Questa decisione ambigua ha portato l’opinione pubblica a ritrovarsi di nuovo  nel mezzo di una disputa che non sempre si preoccupa di dire il vero.  Senza conoscere la vera entità si parla degli effetti “miracolosi” delle cellule staminali che solo una visione oscurantista vorrebbe sottrarre alla ricerca. Certo, quando si parla di ricerca scientifica la stragrande maggioranza delle persone, se non tutte, sono d’accordo nel ritenere che debba mettersi  a disposizione ogni risorsa affinché possa progredire e arrivare alle più alte vette della competenza umana. Se si mette a confronto una blastocisti (embrione di 8-10 cellule) e una bambina sulla sedia a rotelle o un uomo malato di Alzheimer, è evidente che a prima vista tutti consentirebbero alla soppressione del primo a favore degli altri.  Ma non tutti si rendono conto che a confronto sono il diritto alla salute di un malato con il diritto alla vita di una persona umana all’inizio della sua esistenza.

Le vie della menzogna

La dichiarazione del Consiglio europeo di Bruxelles si presta a facili illusioni e apre la via a false notizie per interessi economici. La sfida è quella di trovare una via eticamente accettabile, prelevando un limitato numero di cellule senza intaccare la salute dell’embrione. Si ricerca una via etica all’uso degli embrioni anche se in questo caso lo si danneggia comunque (sempre se questa soluzione non provochi danni irreversibili).
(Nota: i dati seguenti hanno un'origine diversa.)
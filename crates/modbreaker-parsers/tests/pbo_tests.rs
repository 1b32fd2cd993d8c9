// modbreaker-parsers/tests/pbo_tests.rs
//! Integration tests for the PBO archive reader
//!
//! These tests cover:
//! - Extraction of stored and packed entries
//! - Determinism and declared-size guarantees
//! - Nested archives detected by signature regardless of name casing
//! - Hard errors for corrupt tables and out-of-bounds entries

mod common;

use bytes::Bytes;
use proptest::prelude::*;

use common::{build_pbo, packed, stored_pbo};
use modbreaker_parsers::pbo::{ArchiveError, ArchiveOptions, PackingMethod, PboArchive, PboParser};
use modbreaker_parsers::signature::{detect_named, FileFormat, FileKind};
use modbreaker_parsers::{ParseError, Parser};

const RIFLE_CFG: &[u8] = b"class CfgWeapons { class Rifle : Weapon { model = \"\\riflepath\\model.p3d\"; }; };";

fn mixed_archive() -> Vec<u8> {
    let (method, original, packed_cfg) = packed(RIFLE_CFG);
    build_pbo(
        &[("prefix", "riflemod"), ("version", "1.2")],
        &[
            ("config.cpp", method, original, &packed_cfg),
            ("data\\rifle.p3d", 0, 0, b"MLOD\x01\x01\0\0\x01\0\0\0\0\0\0\0"),
            ("data\\rifle_co.paa", 0, 0, &[0x01, 0xFF, b'G', b'G', b'A', b'T']),
        ],
    )
}

#[test]
fn test_extract_stored_and_packed() {
    let archive = PboArchive::open(Bytes::from(mixed_archive())).unwrap();
    assert_eq!(archive.entry_count(), 3);
    assert_eq!(archive.prefix(), Some("riflemod"));

    let config = archive.extract_by_name("CONFIG.CPP").unwrap();
    assert_eq!(&config[..], RIFLE_CFG);
    assert_eq!(archive.get("config.cpp").unwrap().packing, PackingMethod::Packed);

    let mesh = archive.extract_by_name("Data\\Rifle.P3D").unwrap();
    assert_eq!(detect_named(&mesh, "rifle.p3d"), FileFormat::MlodMesh);
}

#[test]
fn test_utf8_entry_names() {
    let name = "модели\\куртка.p3d";
    let data = stored_pbo(&[(name, &b"MLOD"[..]), ("caf\u{e9}.paa", &b"PAA"[..])]);
    let archive = PboArchive::open(Bytes::from(data)).unwrap();

    let entry = archive.get(name).unwrap();
    assert_eq!(entry.name, name);
    assert_eq!(&archive.extract_by_name(name).unwrap()[..], b"MLOD");
    assert!(archive.get("café.paa").is_some());
}

#[test]
fn test_extracted_length_matches_original_size() {
    let archive = PboArchive::open(Bytes::from(mixed_archive())).unwrap();
    for entry in archive.list_entries() {
        let data = archive.extract(entry).unwrap();
        assert_eq!(data.len() as u64, u64::from(entry.original_size), "{}", entry.name);
    }
}

#[test]
fn test_extract_is_deterministic() {
    let data = Bytes::from(mixed_archive());
    let first = PboArchive::open(data.clone()).unwrap();
    let second = PboArchive::open(data).unwrap();

    for (a, b) in first.list_entries().iter().zip(second.list_entries()) {
        assert_eq!(a, b);
        let x = first.extract(a).unwrap();
        let y = first.extract(a).unwrap();
        let z = second.extract(b).unwrap();
        assert_eq!(x, y);
        assert_eq!(x, z);
    }
}

#[test]
fn test_nested_archives_any_casing() {
    let inner = stored_pbo(&[("a.txt", b"hello")]);
    let outer = stored_pbo(&[
        ("test1.pbo", &inner),
        ("test2.PBO", &inner),
        ("test3.Pbo", &inner),
    ]);

    let archive = PboArchive::open(Bytes::from(outer)).unwrap();
    assert_eq!(archive.entry_count(), 3);
    assert_eq!(archive.find_by_kind(FileKind::Archive).len(), 3);

    for entry in archive.list_entries() {
        let payload = archive.extract(entry).unwrap();
        assert_eq!(detect_named(&payload, &entry.name), FileFormat::Archive);

        let nested = PboArchive::open(payload).unwrap();
        assert_eq!(&nested.extract_by_name("A.TXT").unwrap()[..], b"hello");
    }
}

#[test]
fn test_last_entry_out_of_bounds() {
    let mut data = stored_pbo(&[("one.txt", b"first"), ("two.txt", b"second"), ("three.txt", b"third!")]);
    data.truncate(data.len() - 3);

    let archive = PboArchive::open(Bytes::from(data)).unwrap();
    assert_eq!(&archive.extract_by_name("one.txt").unwrap()[..], b"first");
    assert_eq!(&archive.extract_by_name("two.txt").unwrap()[..], b"second");

    let err = archive.extract_by_name("three.txt").unwrap_err();
    match err {
        ArchiveError::OutOfBounds { name, size, archive_len, offset } => {
            assert_eq!(name, "three.txt");
            assert_eq!(size, 6);
            assert!(offset + size > archive_len);
        }
        other => panic!("expected OutOfBounds, got {other:?}"),
    }
}

#[test]
fn test_invalid_signature() {
    let err = PboArchive::open(Bytes::from_static(b"PK\x03\x04 not a pbo")).unwrap_err();
    assert!(matches!(err, ArchiveError::InvalidSignature { .. }));

    let core: modbreaker_core::Error = err.into();
    assert_eq!(core.stage(), Some(modbreaker_core::Stage::ArchiveHeader));
}

#[test]
fn test_truncated_table() {
    let data = stored_pbo(&[("long_entry_name.txt", b"x")]);
    // Cut inside the first entry record
    let cut = data.len() - 21 - 1 - 10;
    let err = PboArchive::open(Bytes::copy_from_slice(&data[..cut])).unwrap_err();
    assert!(matches!(err, ArchiveError::TruncatedTable { entries_read: 0, .. }));
}

#[test]
fn test_corrupt_packed_entry() {
    let (method, _, packed_cfg) = packed(RIFLE_CFG);
    // Declares more output than the stream holds
    let data = build_pbo(&[], &[("config.cpp", method, RIFLE_CFG.len() as u32 + 50, &packed_cfg)]);
    let archive = PboArchive::open(Bytes::from(data)).unwrap();
    let err = archive.extract_by_name("config.cpp").unwrap_err();
    assert!(matches!(err, ArchiveError::CorruptEntry { .. }));
}

#[test]
fn test_checksum_verification_toggle() {
    let (method, original, mut packed_cfg) = packed(RIFLE_CFG);
    let last = packed_cfg.len() - 1;
    packed_cfg[last] ^= 0xFF;
    let data = Bytes::from(build_pbo(&[], &[("config.cpp", method, original, &packed_cfg)]));

    let strict = PboArchive::open(data.clone()).unwrap();
    assert!(matches!(
        strict.extract_by_name("config.cpp"),
        Err(ArchiveError::CorruptEntry { .. })
    ));

    let lenient = PboArchive::open_with_options(
        data,
        &ArchiveOptions {
            verify_checksums: false,
            ..Default::default()
        },
    )
    .unwrap();
    assert_eq!(&lenient.extract_by_name("config.cpp").unwrap()[..], RIFLE_CFG);
}

#[test]
fn test_unsupported_packing() {
    let data = build_pbo(&[], &[("secret.bin", 0x456e_6372, 4, b"????"), ("plain.txt", 0, 0, b"ok")]);
    let archive = PboArchive::open(Bytes::from(data)).unwrap();

    let entry = archive.get("secret.bin").unwrap();
    assert!(matches!(entry.packing, PackingMethod::Unknown(0x456e_6372)));
    assert!(matches!(
        archive.extract(entry),
        Err(ArchiveError::UnsupportedPacking { method: 0x456e_6372, .. })
    ));
    assert_eq!(&archive.extract_by_name("plain.txt").unwrap()[..], b"ok");
    assert_eq!(archive.statistics().unsupported_count, 1);
}

#[test]
fn test_parser_trait_and_file() {
    let dir = tempfile::tempdir().unwrap();
    let path = dir.path().join("Weapons.PBO");
    std::fs::write(&path, mixed_archive()).unwrap();

    let parser = PboParser::new();
    assert!(parser.can_parse("Weapons.PBO", &mixed_archive()[..16]));

    let archive = parser.parse_file(&path).unwrap();
    assert_eq!(archive.entry_count(), 3);

    let missing = parser.parse_file(&dir.path().join("missing.pbo")).unwrap_err();
    assert!(matches!(missing, ParseError::Io(_)));
}

proptest! {
    #[test]
    fn prop_arbitrary_bytes_never_panic(data in proptest::collection::vec(any::<u8>(), 0..512)) {
        if let Ok(archive) = PboArchive::open(Bytes::from(data)) {
            for entry in archive.list_entries() {
                let _ = archive.extract(entry);
            }
        }
    }

    #[test]
    fn prop_stored_roundtrip(payloads in proptest::collection::vec(proptest::collection::vec(any::<u8>(), 0..64), 1..6)) {
        let names: Vec<String> = (0..payloads.len()).map(|i| format!("data\\file{i}.bin")).collect();
        let files: Vec<(&str, &[u8])> = names.iter().map(String::as_str).zip(payloads.iter().map(Vec::as_slice)).collect();
        let archive = PboArchive::open(Bytes::from(stored_pbo(&files))).unwrap();

        prop_assert_eq!(archive.entry_count(), payloads.len());
        for (entry, payload) in archive.list_entries().iter().zip(&payloads) {
            prop_assert_eq!(&archive.extract(entry).unwrap()[..], payload.as_slice());
        }
    }
}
La notizia, riportata da un articolo della rivista Nature, è del prof. Lanza, un ricercatore italiano, il quale dichiara di essere riuscito a produrre linee di cellule staminali embrionali da un singolo blastomero, prelevato dall’embrione, a tre giorni dal suo concepimento, quando è ancora costituito da sole 8-10 cellule, senza danneggiarlo. Poteva essere un risultato importante anche per le ricadute bioetiche: nessuna distruzione di embrioni per ottenere cellule totipotenti, anche se riserve morali non mancano neppure in questa formulazione. Ma la rivista Nature poco dopo ha fatto una correzione a questa notizia. Nell’esperimento il prof. Lanza ha impiegato la ben nota tecnica Pdg, (diagnosi genetica pre-impianto) già sperimentata per i test nella fecondazione in vitro (Fivet) e l’embrione non rimane per nulla intatto. Causa della svista, un’ambiguità del testo che lo stesso Lanza ha poi chiarito. «Lo sappiamo bene – spiega Porcu, ricercatrice presso il policlinico S. Orsola di Bologna  –, quando si preleva una cellula l’embrione non è più integro, perché si è dovuta “bucare” la sua protezione esterna, mettendone a rischio lo sviluppo successivo». Curare delle malattie provocandone  altre il cui rimedio il più delle volte è quelle di troncarle è il destino di milioni di embrioni con malformazioni!